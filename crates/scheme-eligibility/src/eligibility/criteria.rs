use serde::{Deserialize, Serialize};

/// Stored eligibility requirements for a single scheme.
///
/// Persisted as `{"rules": [{"field": .., "operator": .., "value": ..}]}`. Rules are kept exactly
/// as written; nothing is validated until evaluation.
#[derive(Debug, Clone, PartialEq, Default, Serialize, Deserialize)]
pub struct Criteria {
    #[serde(default)]
    pub rules: Vec<Rule>,
}

impl Criteria {
    pub fn new(rules: Vec<Rule>) -> Self {
        Self { rules }
    }

    pub fn from_value(value: &serde_json::Value) -> Result<Self, MalformedCriteria> {
        Ok(Self::deserialize(value)?)
    }

    pub fn from_json(raw: &str) -> Result<Self, MalformedCriteria> {
        Ok(serde_json::from_str(raw)?)
    }

    pub fn to_value(&self) -> serde_json::Value {
        serde_json::json!({ "rules": self.rules })
    }

    pub fn rules(&self) -> impl Iterator<Item = &Rule> {
        self.rules.iter()
    }

    pub fn is_empty(&self) -> bool {
        self.rules.is_empty()
    }
}

/// One `(field, operator, value)` predicate.
#[derive(Debug, Clone, PartialEq, Serialize, Deserialize)]
pub struct Rule {
    pub field: String,
    pub operator: String,
    pub value: RuleValue,
}

impl Rule {
    pub fn new(field: impl Into<String>, operator: impl Into<String>, value: RuleValue) -> Self {
        Self {
            field: field.into(),
            operator: operator.into(),
            value,
        }
    }
}

/// Scalar literal written on a rule. The stored representation is kept verbatim so
/// re-serialising a document reproduces it.
#[derive(Debug, Clone, PartialEq, Serialize, Deserialize)]
#[serde(untagged)]
pub enum RuleValue {
    Bool(bool),
    Number(serde_json::Number),
    Text(String),
}

impl RuleValue {
    /// Whole-number view of a numeric literal, truncating any fraction toward zero.
    pub fn as_integer(&self) -> Option<i64> {
        match self {
            RuleValue::Number(number) => number.as_i64().or_else(|| {
                number
                    .as_f64()
                    .filter(|value| value.is_finite())
                    .map(|value| value.trunc() as i64)
            }),
            RuleValue::Bool(_) | RuleValue::Text(_) => None,
        }
    }

    pub fn as_text(&self) -> Option<&str> {
        match self {
            RuleValue::Text(text) => Some(text.as_str()),
            RuleValue::Bool(_) | RuleValue::Number(_) => None,
        }
    }
}

impl From<i64> for RuleValue {
    fn from(value: i64) -> Self {
        RuleValue::Number(value.into())
    }
}

impl From<i32> for RuleValue {
    fn from(value: i32) -> Self {
        RuleValue::Number(value.into())
    }
}

impl From<&str> for RuleValue {
    fn from(value: &str) -> Self {
        RuleValue::Text(value.to_string())
    }
}

impl From<bool> for RuleValue {
    fn from(value: bool) -> Self {
        RuleValue::Bool(value)
    }
}

/// A stored criteria document that does not have the expected shape.
#[derive(Debug, thiserror::Error)]
#[error("malformed criteria document: {0}")]
pub struct MalformedCriteria(#[from] serde_json::Error);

========

— Assignment —
The answer must be every line of the records that holds the string "eligibility".

— Expected output —
filename crates/scheme-eligibility/src/eligibility/criteria.rs
/// Stored eligibility requirements for a single scheme.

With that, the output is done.